Quell'estate avevo 18 anni. E non sembrava diversa dalle altre. Infatti la scuola era finita, leggevo, dormivo fino a tardi e appunto come ogni estate arrivò anche l'amico di mio padre. Paolo era un amico di vecchia data di mio padre, si erano conosciuti al liceo e ogni estate Paolo veniva da noi a passare qualche giorno. Io lo trovavo molto simpatico e soprattutto sexy.Era un bellissimo uomo sui quarant'anni, corpo tonico e soprattutto bello. Con lui potevo aprirmi su qualunque cosa: gli raccontavo delle mie esperienze, dei miei problemi e così via. E lui mi raccontavo del passato e delle marachelle che faceva con mio padre da giovani. Paolo dormiva nella mia stanza.Dunque quell'estate non fu diversa delle altre. Quando Paolo arrivò gli feci una grande festa e stranamente adesso mi sembrava più bello che mai. Lo desideravo e non sapevo come fare. Non lo avevo mai visto nudo e lui non aveva mai visto me. Quella notte non potei dormire cercando una soluzione. Decisi che avrei cominciato a farmi vedere nudo. La mattina seguente, come tutte le mattine, i miei non c'erano perchè al lavoro. Allora appena sveglio andai in bagno ma vi era Paolo che faceva la barba. Noncurante entrai e salutai.Mi spogliai proprio dietro di lui in modo tale che mi vedesse dallo specchio. Una volta nudo mi avvicinai a lui e appoggia il mio cazzo su di lui con la scusa che dovevo prendere lo shampoo.

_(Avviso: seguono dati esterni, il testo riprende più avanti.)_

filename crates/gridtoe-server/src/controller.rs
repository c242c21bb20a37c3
//! Intent handlers. Each runs entirely under the registry write lock, so the
//! validate-mutate-broadcast sequence for one intent is never interleaved
//! with another intent on the same room.

use gridtoe_core::board::Mark;
use gridtoe_core::error::SessionError;
use gridtoe_core::net::messages::{
    ClientMessage, CreateGameResponseMsg, ErrorMsg, GameStateMsg, JoinGameResponseMsg,
    PlayerLeftMsg, ServerMessage,
};
use gridtoe_core::room::is_valid_room_code;
use gridtoe_core::session::{ConnectionId, MoveOutcome, is_supported_grid_size};

use crate::registry::{Connection, SessionRegistry};

/// Route a decoded client message to its handler. Errors are replied to the
/// requester only.
pub fn dispatch(registry: &mut SessionRegistry, conn: &Connection, msg: ClientMessage) {
    let result = match msg {
        ClientMessage::CreateGame(m) => create_game(registry, conn, m.grid_size).map(|_| ()),
        ClientMessage::JoinGame(m) => join_game(registry, conn, &m.room_id).map(|_| ()),
        ClientMessage::MakeMove(m) => make_move(registry, conn, &m.room_id, m.index, m.player),
        ClientMessage::ResetGame(m) => {
            reset_game(registry, &m.room_id);
            Ok(())
        },
        ClientMessage::ResetScores(m) => {
            reset_scores(registry, &m.room_id);
            Ok(())
        },
    };

    if let Err(e) = result {
        tracing::debug!(connection_id = conn.id, error = %e, "Intent refused");
        conn.send(&ServerMessage::Error(ErrorMsg::from(&e)));
    }
}

/// Open a new room with the requester in the X seat. Replies with the room
/// code; nothing is broadcast.
pub fn create_game(
    registry: &mut SessionRegistry,
    conn: &Connection,
    grid_size: usize,
) -> Result<String, SessionError> {
    if !is_supported_grid_size(grid_size) {
        return Err(SessionError::InvalidGridSize(grid_size));
    }

    let room_id = registry.create_room(grid_size, conn);
    conn.send(&ServerMessage::CreateGameResponse(CreateGameResponseMsg {
        room_id: room_id.clone(),
        role: Mark::X,
        grid_size,
    }));

    tracing::info!(connection_id = conn.id, room = %room_id, grid_size, "Game created");
    Ok(room_id)
}

/// Seat the requester in the first open seat, then broadcast the new state.
pub fn join_game(
    registry: &mut SessionRegistry,
    conn: &Connection,
    room_id: &str,
) -> Result<Mark, SessionError> {
    if !is_valid_room_code(room_id) {
        return Err(SessionError::RoomNotFound(room_id.to_string()));
    }
    let session = registry
        .get_mut(room_id)
        .ok_or_else(|| SessionError::RoomNotFound(room_id.to_string()))?;
    let role = session
        .seats_mut()
        .claim_open(conn.id)
        .ok_or_else(|| SessionError::RoomFull(room_id.to_string()))?;
    let grid_size = session.grid_size();

    registry.register_connection(room_id, conn);
    conn.send(&ServerMessage::JoinGameResponse(JoinGameResponseMsg {
        success: true,
        room_id: room_id.to_string(),
        role,
        grid_size,
    }));
    broadcast_state(registry, room_id);

    tracing::info!(connection_id = conn.id, room = %room_id, %role, "Player joined");
    Ok(role)
}

/// Apply a move for `player`. The requester must hold that seat. Every other
/// invalid move is dropped without a reply.
pub fn make_move(
    registry: &mut SessionRegistry,
    conn: &Connection,
    room_id: &str,
    index: usize,
    player: Mark,
) -> Result<(), SessionError> {
    let Some(session) = registry.get_mut(room_id) else {
        tracing::debug!(connection_id = conn.id, room = %room_id, "Move for unknown room");
        return Ok(());
    };
    if !session.seats().holds(conn.id, player) {
        return Err(SessionError::NotYourSeat);
    }

    match session.apply_move(index, player) {
        Ok(outcome) => {
            match outcome {
                MoveOutcome::Won(winner) => {
                    tracing::info!(room = %room_id, %winner, "Game won");
                },
                MoveOutcome::Tie => tracing::info!(room = %room_id, "Game tied"),
                MoveOutcome::Continue { .. } => {},
            }
            registry.touch_activity(room_id);
            broadcast_state(registry, room_id);
        },
        Err(rejection) => {
            tracing::debug!(
                connection_id = conn.id, room = %room_id, index, %player,
                reason = %rejection,
                "Move ignored"
            );
        },
    }
    Ok(())
}

/// Clear the board, keeping scores. No-op for an unknown room.
pub fn reset_game(registry: &mut SessionRegistry, room_id: &str) {
    let Some(session) = registry.get_mut(room_id) else {
        return;
    };
    session.reset();
    registry.touch_activity(room_id);
    broadcast_state(registry, room_id);
}

/// Clear the board and zero the scores. No-op for an unknown room.
pub fn reset_scores(registry: &mut SessionRegistry, room_id: &str) {
    let Some(session) = registry.get_mut(room_id) else {
        return;
    };
    session.reset_scores();
    registry.touch_activity(room_id);
    broadcast_state(registry, room_id);
}

/// Release everything `conn` held. Remaining participants get a
/// `PlayerLeft` per released seat followed by the full state; a room left
/// with no connections is removed.
pub fn on_disconnect(registry: &mut SessionRegistry, conn: ConnectionId) {
    for room_id in registry.rooms_of(conn) {
        let released = registry
            .get_mut(&room_id)
            .map(|s| s.seats_mut().release(conn))
            .unwrap_or_default();

        match registry.remove_connection(&room_id, conn) {
            Some(0) => {
                registry.remove_room(&room_id);
                tracing::info!(connection_id = conn, room = %room_id, "Room closed");
            },
            Some(_) => {
                for &role in &released {
                    tracing::info!(connection_id = conn, room = %room_id, %role, "Seat released");
                    registry.broadcast_message(
                        &room_id,
                        &ServerMessage::PlayerLeft(PlayerLeftMsg {
                            room_id: room_id.clone(),
                            role,
                        }),
                    );
                }
                broadcast_state(registry, &room_id);
            },
            None => {},
        }
    }
}

fn broadcast_state(registry: &SessionRegistry, room_id: &str) {
    if let Some(session) = registry.get(room_id) {
        registry.broadcast_message(
            room_id,
            &ServerMessage::GameState(Box::new(GameStateMsg {
                room_id: room_id.to_string(),
                state: session.state(),
            })),
        );
    }
}
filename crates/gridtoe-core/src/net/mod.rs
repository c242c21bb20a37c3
pub mod messages;
pub mod protocol;
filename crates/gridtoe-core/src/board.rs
use serde::{Deserialize, Serialize};

/// A player's mark. Also used to name the two seats in a session.
#[derive(Debug, Clone, Copy, PartialEq, Eq, Hash, Serialize, Deserialize)]
pub enum Mark {
    X,
    O,
}

impl Mark {
    /// The mark that moves after this one.
    pub fn other(self) -> Mark {
        match self {
            Mark::X => Mark::O,
            Mark::O => Mark::X,
        }
    }
}

impl std::fmt::Display for Mark {
    fn fmt(&self, f: &mut std::fmt::Formatter<'_>) -> std::fmt::Result {
        match self {
            Mark::X => write!(f, "X"),
            Mark::O => write!(f, "O"),
        }
    }
}

/// Occupancy of a single board cell. Empty cells go over the wire as `""`.
#[derive(Debug, Clone, Copy, Default, PartialEq, Eq, Serialize, Deserialize)]
pub enum Cell {
    #[default]
    #[serde(rename = "")]
    Empty,
    X,
    O,
}

impl Cell {
    pub fn mark(self) -> Option<Mark> {
        match self {
            Cell::Empty => None,
            Cell::X => Some(Mark::X),
            Cell::O => Some(Mark::O),
        }
    }

    pub fn is_empty(self) -> bool {
        self == Cell::Empty
    }
}

impl From<Mark> for Cell {
    fn from(mark: Mark) -> Self {
        match mark {
            Mark::X => Cell::X,
            Mark::O => Cell::O,
        }
    }
}

/// Square grid of cells stored row-major: `(row, col)` lives at
/// `row * grid_size + col`. Always holds exactly `grid_size²` cells.
#[derive(Debug, Clone, PartialEq, Eq)]
pub struct Board {
    grid_size: usize,
    cells: Vec<Cell>,
}

impl Board {
    /// Create an empty `grid_size` × `grid_size` board.
    pub fn new(grid_size: usize) -> Self {
        Self {
            grid_size,
            cells: vec![Cell::Empty; grid_size * grid_size],
        }
    }

    pub fn grid_size(&self) -> usize {
        self.grid_size
    }

    pub fn len(&self) -> usize {
        self.cells.len()
    }

    pub fn is_empty(&self) -> bool {
        self.cells.iter().all(|c| c.is_empty())
    }

    /// True when no cell is empty.
    pub fn is_full(&self) -> bool {
        self.cells.iter().all(|c| !c.is_empty())
    }

    pub fn get(&self, index: usize) -> Option<Cell> {
        self.cells.get(index).copied()
    }

    pub fn cells(&self) -> &[Cell] {
        &self.cells
    }

    /// Write `mark` into `index`.
    ///
    /// Performs no occupancy check; callers validate the index and that the
    /// cell is empty before placing. Panics if `index` is out of range.
    pub fn place(&mut self, index: usize, mark: Mark) {
        self.cells[index] = mark.into();
    }

    /// Empty every cell, keeping the grid size.
    pub fn clear(&mut self) {
        self.cells.fill(Cell::Empty);
    }
}
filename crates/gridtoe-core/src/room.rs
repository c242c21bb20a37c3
use rand::Rng;

/// Length of a room code.
pub const ROOM_CODE_LEN: usize = 6;

const ROOM_CODE_CHARSET: &[u8] = b"ABCDEFGHIJKLMNOPQRSTUVWXYZ0123456789";

/// Generate a random 6-character uppercase alphanumeric room code.
///
/// Uniqueness is not checked here; the registry regenerates on collision.
pub fn generate_room_code() -> String {
    let mut rng = rand::rng();
    (0..ROOM_CODE_LEN)
        .map(|_| ROOM_CODE_CHARSET[rng.random_range(0..ROOM_CODE_CHARSET.len())] as char)
        .collect()
}

/// Check that a code has the shape produced by [`generate_room_code`].
pub fn is_valid_room_code(code: &str) -> bool {
    code.len() == ROOM_CODE_LEN
        && code
            .bytes()
            .all(|b| b.is_ascii_uppercase() || b.is_ascii_digit())
}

Da quel contatto sentivo le sue natiche: dure, marmoree. Feci la doccia e lui ancora si radeva. Uscii dalla doccia e lui era lì che aspettava me, ancora in boxer. Ero tutto bagnato e cominciai ad asciugarmi. Uscii dal bagno. Da quel momento in poi non avrebbe più avuto pace.Cominciai a girare nudo per casa e ogni qual volta potevo mi struscio a lui.
Struscio il mio cazzo moscio di 18 centimetri e grosso sul suo braccio, sul petto. Poi da poco mi ero accorto che la mattina quando entravo in bagno lui aveva strani sussulti, e più volte avevo visto i suoi boxer, davanti, bagnarsi improvvisamente. Una mattina mi feci anche trovare che mi masturbavo. Avevo il cazzo durissimo. Quando mi vide restò di stucco.Mi sorrise e la cosa finì lì.Mancavano due giorni alla partenza di Paolo e ancora.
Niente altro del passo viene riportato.